• _TASK GOAL_: Count the lines below that contain the word "arguments", and reply with only that number.

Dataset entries
* * * * * * *

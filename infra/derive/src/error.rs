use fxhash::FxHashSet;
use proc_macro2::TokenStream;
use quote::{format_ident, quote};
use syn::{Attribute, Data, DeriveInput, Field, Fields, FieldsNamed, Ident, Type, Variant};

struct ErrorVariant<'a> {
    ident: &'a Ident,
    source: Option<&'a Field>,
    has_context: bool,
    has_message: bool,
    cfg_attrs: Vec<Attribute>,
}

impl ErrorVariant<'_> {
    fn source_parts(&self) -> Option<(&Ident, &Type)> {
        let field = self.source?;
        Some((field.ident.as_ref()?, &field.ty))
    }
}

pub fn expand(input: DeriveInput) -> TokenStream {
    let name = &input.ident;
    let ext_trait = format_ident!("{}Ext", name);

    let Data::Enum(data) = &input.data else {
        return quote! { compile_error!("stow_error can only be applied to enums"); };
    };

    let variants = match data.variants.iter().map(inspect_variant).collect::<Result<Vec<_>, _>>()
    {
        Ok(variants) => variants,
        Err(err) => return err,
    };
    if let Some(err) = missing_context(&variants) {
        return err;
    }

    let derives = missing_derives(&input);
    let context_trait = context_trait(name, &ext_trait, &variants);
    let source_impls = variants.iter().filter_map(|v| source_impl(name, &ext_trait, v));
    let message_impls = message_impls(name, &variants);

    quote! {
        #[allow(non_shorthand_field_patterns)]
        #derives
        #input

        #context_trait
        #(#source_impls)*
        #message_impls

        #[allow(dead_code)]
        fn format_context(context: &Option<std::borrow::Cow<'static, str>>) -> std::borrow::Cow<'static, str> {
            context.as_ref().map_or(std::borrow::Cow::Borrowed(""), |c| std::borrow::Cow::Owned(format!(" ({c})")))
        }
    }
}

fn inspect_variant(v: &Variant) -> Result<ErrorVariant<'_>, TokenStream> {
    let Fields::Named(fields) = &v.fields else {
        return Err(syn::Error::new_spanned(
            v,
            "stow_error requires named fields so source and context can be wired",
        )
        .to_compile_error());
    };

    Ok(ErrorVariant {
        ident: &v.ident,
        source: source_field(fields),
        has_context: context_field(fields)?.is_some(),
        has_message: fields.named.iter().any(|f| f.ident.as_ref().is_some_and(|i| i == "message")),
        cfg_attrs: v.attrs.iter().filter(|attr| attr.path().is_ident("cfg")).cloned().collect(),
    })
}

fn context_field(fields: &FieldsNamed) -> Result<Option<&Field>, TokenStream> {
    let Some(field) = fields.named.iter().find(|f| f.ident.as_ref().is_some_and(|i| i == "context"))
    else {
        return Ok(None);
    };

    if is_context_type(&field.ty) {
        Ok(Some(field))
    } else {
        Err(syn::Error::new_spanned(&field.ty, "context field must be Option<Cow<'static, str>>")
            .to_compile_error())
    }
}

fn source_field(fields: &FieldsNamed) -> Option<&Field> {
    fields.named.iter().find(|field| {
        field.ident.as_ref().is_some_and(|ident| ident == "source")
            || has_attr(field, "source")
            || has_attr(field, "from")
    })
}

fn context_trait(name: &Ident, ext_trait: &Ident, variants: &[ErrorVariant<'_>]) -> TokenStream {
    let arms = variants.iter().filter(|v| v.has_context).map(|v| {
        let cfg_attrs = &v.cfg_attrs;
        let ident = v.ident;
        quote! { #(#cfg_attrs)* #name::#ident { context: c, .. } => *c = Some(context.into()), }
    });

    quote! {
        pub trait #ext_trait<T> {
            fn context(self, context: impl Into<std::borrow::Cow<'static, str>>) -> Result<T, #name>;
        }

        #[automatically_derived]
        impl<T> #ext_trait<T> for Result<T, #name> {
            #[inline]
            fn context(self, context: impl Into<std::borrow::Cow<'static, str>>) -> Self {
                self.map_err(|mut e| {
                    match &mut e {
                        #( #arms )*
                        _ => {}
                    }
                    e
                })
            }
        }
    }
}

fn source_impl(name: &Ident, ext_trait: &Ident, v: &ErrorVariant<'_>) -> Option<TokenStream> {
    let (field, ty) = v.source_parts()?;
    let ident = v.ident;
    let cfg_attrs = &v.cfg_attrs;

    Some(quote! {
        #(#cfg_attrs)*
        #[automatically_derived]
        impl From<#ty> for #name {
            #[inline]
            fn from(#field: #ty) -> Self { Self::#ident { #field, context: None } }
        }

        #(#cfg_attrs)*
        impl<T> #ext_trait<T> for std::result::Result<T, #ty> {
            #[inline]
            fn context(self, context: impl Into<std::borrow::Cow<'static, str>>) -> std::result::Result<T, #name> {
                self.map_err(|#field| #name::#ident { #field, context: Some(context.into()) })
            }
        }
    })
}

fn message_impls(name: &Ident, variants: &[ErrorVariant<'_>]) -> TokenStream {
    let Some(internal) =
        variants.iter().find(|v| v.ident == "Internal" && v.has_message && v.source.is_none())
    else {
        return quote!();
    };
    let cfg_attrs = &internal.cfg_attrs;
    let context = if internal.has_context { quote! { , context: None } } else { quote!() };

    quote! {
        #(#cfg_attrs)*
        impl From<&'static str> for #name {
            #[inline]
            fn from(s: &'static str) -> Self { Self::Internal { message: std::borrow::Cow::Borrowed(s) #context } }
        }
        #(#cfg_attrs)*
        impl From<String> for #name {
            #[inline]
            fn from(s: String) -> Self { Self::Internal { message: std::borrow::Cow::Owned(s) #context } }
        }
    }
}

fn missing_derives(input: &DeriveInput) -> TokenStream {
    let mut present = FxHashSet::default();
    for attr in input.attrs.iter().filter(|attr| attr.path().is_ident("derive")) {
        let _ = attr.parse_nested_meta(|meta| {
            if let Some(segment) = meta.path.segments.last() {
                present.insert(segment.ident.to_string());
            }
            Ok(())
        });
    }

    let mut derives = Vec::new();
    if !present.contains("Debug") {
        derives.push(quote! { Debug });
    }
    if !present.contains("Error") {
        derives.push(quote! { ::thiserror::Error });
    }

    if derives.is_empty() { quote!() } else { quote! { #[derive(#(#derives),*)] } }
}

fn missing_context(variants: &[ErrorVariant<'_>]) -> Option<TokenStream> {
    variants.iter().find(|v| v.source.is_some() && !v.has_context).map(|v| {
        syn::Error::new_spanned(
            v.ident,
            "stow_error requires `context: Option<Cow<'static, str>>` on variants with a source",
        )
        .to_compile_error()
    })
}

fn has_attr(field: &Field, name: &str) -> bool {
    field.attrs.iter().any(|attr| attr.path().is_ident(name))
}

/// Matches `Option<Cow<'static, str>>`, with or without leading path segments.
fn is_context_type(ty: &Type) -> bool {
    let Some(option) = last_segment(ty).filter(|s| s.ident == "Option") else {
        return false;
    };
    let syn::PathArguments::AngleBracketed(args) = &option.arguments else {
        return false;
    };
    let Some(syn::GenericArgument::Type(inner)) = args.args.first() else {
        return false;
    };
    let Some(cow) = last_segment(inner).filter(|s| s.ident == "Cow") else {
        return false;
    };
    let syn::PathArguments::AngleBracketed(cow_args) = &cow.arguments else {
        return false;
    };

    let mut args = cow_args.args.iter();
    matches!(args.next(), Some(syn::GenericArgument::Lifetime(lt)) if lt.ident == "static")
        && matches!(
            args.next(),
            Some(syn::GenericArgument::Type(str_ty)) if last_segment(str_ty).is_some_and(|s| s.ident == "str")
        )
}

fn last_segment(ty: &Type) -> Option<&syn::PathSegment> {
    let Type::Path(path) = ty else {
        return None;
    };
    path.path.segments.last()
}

* * * * * * *

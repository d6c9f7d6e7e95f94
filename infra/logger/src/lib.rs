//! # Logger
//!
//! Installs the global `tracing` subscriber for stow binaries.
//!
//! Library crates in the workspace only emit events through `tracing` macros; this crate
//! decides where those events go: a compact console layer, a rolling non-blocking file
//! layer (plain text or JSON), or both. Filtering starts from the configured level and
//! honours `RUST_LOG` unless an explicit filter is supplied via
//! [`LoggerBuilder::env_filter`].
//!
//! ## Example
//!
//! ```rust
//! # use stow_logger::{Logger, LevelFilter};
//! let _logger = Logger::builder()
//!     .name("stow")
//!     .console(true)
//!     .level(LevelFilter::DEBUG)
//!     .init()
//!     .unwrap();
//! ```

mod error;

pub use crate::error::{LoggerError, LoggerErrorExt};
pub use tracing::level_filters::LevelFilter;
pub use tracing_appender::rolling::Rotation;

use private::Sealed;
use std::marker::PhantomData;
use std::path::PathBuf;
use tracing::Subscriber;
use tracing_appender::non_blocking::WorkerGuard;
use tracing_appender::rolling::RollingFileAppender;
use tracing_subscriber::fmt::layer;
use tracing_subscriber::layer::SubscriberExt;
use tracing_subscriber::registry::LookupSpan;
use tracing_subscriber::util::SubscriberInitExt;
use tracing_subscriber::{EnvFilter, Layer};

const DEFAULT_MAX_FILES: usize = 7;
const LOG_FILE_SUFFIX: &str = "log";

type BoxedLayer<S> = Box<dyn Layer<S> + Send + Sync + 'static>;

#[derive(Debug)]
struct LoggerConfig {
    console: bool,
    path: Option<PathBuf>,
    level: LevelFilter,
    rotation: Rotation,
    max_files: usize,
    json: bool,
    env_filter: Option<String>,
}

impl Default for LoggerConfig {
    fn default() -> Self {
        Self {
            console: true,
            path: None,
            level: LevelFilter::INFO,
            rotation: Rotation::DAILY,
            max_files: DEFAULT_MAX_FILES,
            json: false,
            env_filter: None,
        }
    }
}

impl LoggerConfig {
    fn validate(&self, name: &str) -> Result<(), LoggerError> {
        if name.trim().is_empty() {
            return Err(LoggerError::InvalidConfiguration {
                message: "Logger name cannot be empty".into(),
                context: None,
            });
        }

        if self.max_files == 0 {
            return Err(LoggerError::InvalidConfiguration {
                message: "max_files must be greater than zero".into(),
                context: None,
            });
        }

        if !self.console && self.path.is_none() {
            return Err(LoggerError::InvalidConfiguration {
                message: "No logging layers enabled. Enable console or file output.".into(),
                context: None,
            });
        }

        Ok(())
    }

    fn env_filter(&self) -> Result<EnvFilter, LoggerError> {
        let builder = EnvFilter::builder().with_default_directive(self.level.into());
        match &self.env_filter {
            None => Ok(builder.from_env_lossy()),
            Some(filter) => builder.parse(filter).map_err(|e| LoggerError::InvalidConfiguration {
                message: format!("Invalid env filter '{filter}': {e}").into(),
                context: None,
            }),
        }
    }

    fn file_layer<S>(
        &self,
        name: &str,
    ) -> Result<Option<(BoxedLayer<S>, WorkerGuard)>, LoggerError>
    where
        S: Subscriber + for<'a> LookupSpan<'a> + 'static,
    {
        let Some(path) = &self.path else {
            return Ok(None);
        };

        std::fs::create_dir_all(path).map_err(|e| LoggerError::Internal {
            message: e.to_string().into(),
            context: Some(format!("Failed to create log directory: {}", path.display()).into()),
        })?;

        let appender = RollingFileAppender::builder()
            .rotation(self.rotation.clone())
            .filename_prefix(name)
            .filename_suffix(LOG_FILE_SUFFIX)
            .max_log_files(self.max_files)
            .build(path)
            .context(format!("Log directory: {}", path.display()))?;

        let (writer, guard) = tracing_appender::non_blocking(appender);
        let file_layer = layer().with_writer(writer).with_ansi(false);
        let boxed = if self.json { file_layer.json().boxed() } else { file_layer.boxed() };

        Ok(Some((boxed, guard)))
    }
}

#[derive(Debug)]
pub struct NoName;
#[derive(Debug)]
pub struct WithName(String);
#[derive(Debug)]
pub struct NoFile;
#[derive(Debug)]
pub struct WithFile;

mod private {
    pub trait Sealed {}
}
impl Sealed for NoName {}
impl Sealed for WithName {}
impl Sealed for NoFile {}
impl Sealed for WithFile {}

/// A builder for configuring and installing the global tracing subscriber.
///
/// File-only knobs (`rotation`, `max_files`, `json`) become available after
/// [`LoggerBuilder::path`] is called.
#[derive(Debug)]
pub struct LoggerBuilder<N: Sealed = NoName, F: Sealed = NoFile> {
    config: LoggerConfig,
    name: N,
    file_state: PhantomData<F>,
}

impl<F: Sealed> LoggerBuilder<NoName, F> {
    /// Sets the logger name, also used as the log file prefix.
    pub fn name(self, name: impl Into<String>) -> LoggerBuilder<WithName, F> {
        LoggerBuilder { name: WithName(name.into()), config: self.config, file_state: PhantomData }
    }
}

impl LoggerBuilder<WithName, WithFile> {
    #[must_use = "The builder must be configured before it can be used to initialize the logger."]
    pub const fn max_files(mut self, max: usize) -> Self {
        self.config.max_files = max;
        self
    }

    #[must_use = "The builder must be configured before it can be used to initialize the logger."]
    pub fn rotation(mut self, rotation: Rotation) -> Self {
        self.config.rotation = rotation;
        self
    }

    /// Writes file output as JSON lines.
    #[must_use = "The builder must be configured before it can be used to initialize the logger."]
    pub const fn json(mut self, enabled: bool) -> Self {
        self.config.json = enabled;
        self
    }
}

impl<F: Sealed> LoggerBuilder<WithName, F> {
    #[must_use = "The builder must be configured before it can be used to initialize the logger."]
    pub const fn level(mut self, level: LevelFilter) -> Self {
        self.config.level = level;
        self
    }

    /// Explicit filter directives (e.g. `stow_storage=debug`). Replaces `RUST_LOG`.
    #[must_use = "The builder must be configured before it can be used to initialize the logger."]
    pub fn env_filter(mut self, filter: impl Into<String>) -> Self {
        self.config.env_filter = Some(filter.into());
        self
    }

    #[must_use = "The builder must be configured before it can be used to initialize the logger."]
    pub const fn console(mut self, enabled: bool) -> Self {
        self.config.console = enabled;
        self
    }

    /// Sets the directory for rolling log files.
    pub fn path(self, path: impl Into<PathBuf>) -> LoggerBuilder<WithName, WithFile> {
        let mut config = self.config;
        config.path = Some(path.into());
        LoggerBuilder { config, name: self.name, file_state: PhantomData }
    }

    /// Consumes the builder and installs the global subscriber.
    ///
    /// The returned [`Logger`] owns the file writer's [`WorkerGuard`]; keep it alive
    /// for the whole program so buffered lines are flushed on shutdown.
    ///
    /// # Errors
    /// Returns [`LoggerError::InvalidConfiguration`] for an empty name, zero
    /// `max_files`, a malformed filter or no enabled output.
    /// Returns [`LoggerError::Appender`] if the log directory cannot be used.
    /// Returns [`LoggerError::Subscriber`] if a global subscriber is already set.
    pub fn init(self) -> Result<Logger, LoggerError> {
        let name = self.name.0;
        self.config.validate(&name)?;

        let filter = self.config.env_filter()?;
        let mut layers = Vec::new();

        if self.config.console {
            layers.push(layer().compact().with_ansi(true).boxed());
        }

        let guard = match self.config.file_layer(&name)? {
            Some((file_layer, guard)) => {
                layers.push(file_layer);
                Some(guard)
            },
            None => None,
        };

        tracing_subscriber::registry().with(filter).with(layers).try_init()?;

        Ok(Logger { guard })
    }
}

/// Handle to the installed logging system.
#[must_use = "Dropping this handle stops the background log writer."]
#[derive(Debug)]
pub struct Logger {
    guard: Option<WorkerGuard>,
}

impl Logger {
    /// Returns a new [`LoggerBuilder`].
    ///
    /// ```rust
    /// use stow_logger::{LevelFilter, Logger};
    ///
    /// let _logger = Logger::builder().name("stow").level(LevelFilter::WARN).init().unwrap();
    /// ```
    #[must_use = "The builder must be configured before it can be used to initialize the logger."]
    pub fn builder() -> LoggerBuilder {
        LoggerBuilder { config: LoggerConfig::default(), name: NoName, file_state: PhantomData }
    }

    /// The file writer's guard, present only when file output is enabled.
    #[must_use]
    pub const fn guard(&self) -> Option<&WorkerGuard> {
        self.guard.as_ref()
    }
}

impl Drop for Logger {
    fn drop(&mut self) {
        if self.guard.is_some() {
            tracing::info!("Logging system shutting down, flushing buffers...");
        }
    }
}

* * * * * * *

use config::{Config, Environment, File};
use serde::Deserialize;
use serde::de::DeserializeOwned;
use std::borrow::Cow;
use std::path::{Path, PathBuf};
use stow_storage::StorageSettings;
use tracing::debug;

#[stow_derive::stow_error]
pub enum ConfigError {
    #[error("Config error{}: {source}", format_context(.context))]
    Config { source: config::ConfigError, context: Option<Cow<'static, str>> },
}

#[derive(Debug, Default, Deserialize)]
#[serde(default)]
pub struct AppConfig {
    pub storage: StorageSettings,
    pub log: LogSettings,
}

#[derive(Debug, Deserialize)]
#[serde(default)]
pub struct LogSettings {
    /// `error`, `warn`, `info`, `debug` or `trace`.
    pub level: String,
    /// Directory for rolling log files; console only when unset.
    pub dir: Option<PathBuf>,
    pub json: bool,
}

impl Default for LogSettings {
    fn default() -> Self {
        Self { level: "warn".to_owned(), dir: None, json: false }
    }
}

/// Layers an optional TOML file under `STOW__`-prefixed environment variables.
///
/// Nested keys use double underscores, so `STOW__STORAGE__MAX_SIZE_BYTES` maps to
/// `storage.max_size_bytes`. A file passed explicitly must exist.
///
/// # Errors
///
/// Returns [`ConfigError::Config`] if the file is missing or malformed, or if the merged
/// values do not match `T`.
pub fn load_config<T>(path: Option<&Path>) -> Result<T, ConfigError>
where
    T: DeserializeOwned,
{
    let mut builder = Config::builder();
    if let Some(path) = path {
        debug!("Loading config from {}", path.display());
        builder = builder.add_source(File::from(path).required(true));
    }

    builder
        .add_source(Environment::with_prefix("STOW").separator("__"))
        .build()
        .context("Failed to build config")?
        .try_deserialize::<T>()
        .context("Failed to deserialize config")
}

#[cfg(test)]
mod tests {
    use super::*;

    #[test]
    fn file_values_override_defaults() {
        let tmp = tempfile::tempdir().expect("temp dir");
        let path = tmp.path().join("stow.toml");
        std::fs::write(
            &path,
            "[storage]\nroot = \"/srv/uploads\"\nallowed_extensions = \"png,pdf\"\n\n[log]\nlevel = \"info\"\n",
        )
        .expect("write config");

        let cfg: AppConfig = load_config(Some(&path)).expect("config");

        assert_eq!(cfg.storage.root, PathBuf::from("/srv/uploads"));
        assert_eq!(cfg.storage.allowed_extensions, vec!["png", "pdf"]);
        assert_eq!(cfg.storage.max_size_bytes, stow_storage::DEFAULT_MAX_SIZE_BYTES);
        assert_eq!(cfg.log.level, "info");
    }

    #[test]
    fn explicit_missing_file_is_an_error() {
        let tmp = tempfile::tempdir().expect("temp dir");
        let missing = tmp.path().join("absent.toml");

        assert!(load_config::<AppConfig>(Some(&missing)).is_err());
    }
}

* * * * * * *

• _SOLVED EXERCISE_: 2